===== LISTED RECORDS =====
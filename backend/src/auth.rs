//! Credential and token helpers shared by the Ingestion/Sync API-key path
//! and the Auth Broker (C7). Password hashing follows the teacher's
//! `auth::hash_password`/`verify_password` (`bcrypt`, cost 12) exactly;
//! opaque bearer tokens (API keys, session ids, reset codes) are hashed
//! with SHA-256 instead, since those are checked on every request and a
//! deliberately slow KDF there would make the hot path pay bcrypt's cost
//! for a token that is already high-entropy and random (see DESIGN.md).

use rand::RngCore;
use rand::distributions::{Alphanumeric, DistString};

use crate::errors::AppError;
use crate::hashing::sha256_hex;

const BCRYPT_COST: u32 = 12;

pub fn hash_password(password: &str) -> Result<String, AppError> {
    Ok(bcrypt::hash(password, BCRYPT_COST)?)
}

pub fn verify_password(password: &str, hash: &str) -> Result<bool, AppError> {
    Ok(bcrypt::verify(password, hash)?)
}

/// Generates a new opaque API key. Returns `(plaintext, hash)` — the
/// plaintext is shown to the caller exactly once; only the hash is
/// persisted (§4.7, §7).
pub fn generate_api_key() -> (String, String) {
    let plaintext = format!("ps_{}", Alphanumeric.sample_string(&mut rand::thread_rng(), 40));
    let hash = sha256_hex(plaintext.as_bytes());
    (plaintext, hash)
}

pub fn hash_token(plaintext: &str) -> String {
    sha256_hex(plaintext.as_bytes())
}

/// Hashes a password-reset code with the same bcrypt scheme as account
/// passwords, so comparison is constant-time and doesn't leak timing
/// information about how many leading digits matched (§3, §8).
pub fn hash_reset_code(code: &str) -> Result<String, AppError> {
    Ok(bcrypt::hash(code, BCRYPT_COST)?)
}

pub fn verify_reset_code(code: &str, hash: &str) -> Result<bool, AppError> {
    Ok(bcrypt::verify(code, hash)?)
}

/// Opaque session token (cookie value): 256 bits of randomness, hex
/// encoded to 64 lowercase characters (§8).
pub fn generate_session_token() -> String {
    let mut bytes = [0u8; 32];
    rand::thread_rng().fill_bytes(&mut bytes);
    bytes.iter().map(|b| format!("{b:02x}")).collect()
}

/// Six-digit numeric code for email/SMS verification flows (§4.7).
pub fn generate_numeric_code() -> String {
    let mut bytes = [0u8; 4];
    rand::thread_rng().fill_bytes(&mut bytes);
    let n = u32::from_be_bytes(bytes) % 1_000_000;
    format!("{n:06}")
}

#[cfg(test)]
mod tests {
    use super::*;

    #[test]
    fn password_hash_roundtrips_and_rejects_wrong_password() {
        let hash = hash_password("correct horse battery staple").unwrap();
        assert!(verify_password("correct horse battery staple", &hash).unwrap());
        assert!(!verify_password("wrong password", &hash).unwrap());
    }

    #[test]
    fn api_keys_are_unique_and_hash_is_deterministic() {
        let (plain_a, hash_a) = generate_api_key();
        let (plain_b, _) = generate_api_key();
        assert_ne!(plain_a, plain_b);
        assert_eq!(hash_token(&plain_a), hash_a);
    }

    #[test]
    fn numeric_code_is_always_six_digits() {
        for _ in 0..20 {
            let code = generate_numeric_code();
            assert_eq!(code.len(), 6);
            assert!(code.chars().all(|c| c.is_ascii_digit()));
        }
    }

    #[test]
    fn session_token_is_64_lowercase_hex_chars() {
        let token = generate_session_token();
        assert_eq!(token.len(), 64);
        assert!(token.chars().all(|c| c.is_ascii_hexdigit() && !c.is_ascii_uppercase()));
        assert_ne!(token, generate_session_token());
    }

    #[test]
    fn reset_code_hash_roundtrips_and_rejects_wrong_code() {
        let hash = hash_reset_code("123456").unwrap();
        assert!(verify_reset_code("123456", &hash).unwrap());
        assert!(!verify_reset_code("654321", &hash).unwrap());
    }
}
=====
- **GOAL OF THE EXERCISE**: Down to the last character, restate every record.

- **PROBLEM SOLUTION**:
filename backend/src/auth.rs
//! Credential and token helpers shared by the Ingestion/Sync API-key path
//! and the Auth Broker (C7). Password hashing follows the teacher's
//! `auth::hash_password`/`verify_password` (`bcrypt`, cost 12) exactly;
//! opaque bearer tokens (API keys, session ids, reset codes) are hashed
//! with SHA-256 instead, since those are checked on every request and a
//! deliberately slow KDF there would make the hot path pay bcrypt's cost
//! for a token that is already high-entropy and random (see DESIGN.md).

use rand::RngCore;
use rand::distributions::{Alphanumeric, DistString};

use crate::errors::AppError;
use crate::hashing::sha256_hex;

const BCRYPT_COST: u32 = 12;

pub fn hash_password(password: &str) -> Result<String, AppError> {
    Ok(bcrypt::hash(password, BCRYPT_COST)?)
}

pub fn verify_password(password: &str, hash: &str) -> Result<bool, AppError> {
    Ok(bcrypt::verify(password, hash)?)
}

/// Generates a new opaque API key. Returns `(plaintext, hash)` — the
/// plaintext is shown to the caller exactly once; only the hash is
/// persisted (§4.7, §7).
pub fn generate_api_key() -> (String, String) {
    let plaintext = format!("ps_{}", Alphanumeric.sample_string(&mut rand::thread_rng(), 40));
    let hash = sha256_hex(plaintext.as_bytes());
    (plaintext, hash)
}

pub fn hash_token(plaintext: &str) -> String {
    sha256_hex(plaintext.as_bytes())
}

/// Hashes a password-reset code with the same bcrypt scheme as account
/// passwords, so comparison is constant-time and doesn't leak timing
/// information about how many leading digits matched (§3, §8).
pub fn hash_reset_code(code: &str) -> Result<String, AppError> {
    Ok(bcrypt::hash(code, BCRYPT_COST)?)
}

pub fn verify_reset_code(code: &str, hash: &str) -> Result<bool, AppError> {
    Ok(bcrypt::verify(code, hash)?)
}

/// Opaque session token (cookie value): 256 bits of randomness, hex
/// encoded to 64 lowercase characters (§8).
pub fn generate_session_token() -> String {
    let mut bytes = [0u8; 32];
    rand::thread_rng().fill_bytes(&mut bytes);
    bytes.iter().map(|b| format!("{b:02x}")).collect()
}

/// Six-digit numeric code for email/SMS verification flows (§4.7).
pub fn generate_numeric_code() -> String {
    let mut bytes = [0u8; 4];
    rand::thread_rng().fill_bytes(&mut bytes);
    let n = u32::from_be_bytes(bytes) % 1_000_000;
    format!("{n:06}")
}

#[cfg(test)]
mod tests {
    use super::*;

    #[test]
    fn password_hash_roundtrips_and_rejects_wrong_password() {
        let hash = hash_password("correct horse battery staple").unwrap();
        assert!(verify_password("correct horse battery staple", &hash).unwrap());
        assert!(!verify_password("wrong password", &hash).unwrap());
    }

    #[test]
    fn api_keys_are_unique_and_hash_is_deterministic() {
        let (plain_a, hash_a) = generate_api_key();
        let (plain_b, _) = generate_api_key();
        assert_ne!(plain_a, plain_b);
        assert_eq!(hash_token(&plain_a), hash_a);
    }

    #[test]
    fn numeric_code_is_always_six_digits() {
        for _ in 0..20 {
            let code = generate_numeric_code();
            assert_eq!(code.len(), 6);
            assert!(code.chars().all(|c| c.is_ascii_digit()));
        }
    }

    #[test]
    fn session_token_is_64_lowercase_hex_chars() {
        let token = generate_session_token();
        assert_eq!(token.len(), 64);
        assert!(token.chars().all(|c| c.is_ascii_hexdigit() && !c.is_ascii_uppercase()));
        assert_ne!(token, generate_session_token());
    }

    #[test]
    fn reset_code_hash_roundtrips_and_rejects_wrong_code() {
        let hash = hash_reset_code("123456").unwrap();
        assert!(verify_reset_code("123456", &hash).unwrap());
        assert!(!verify_reset_code("654321", &hash).unwrap());
    }
}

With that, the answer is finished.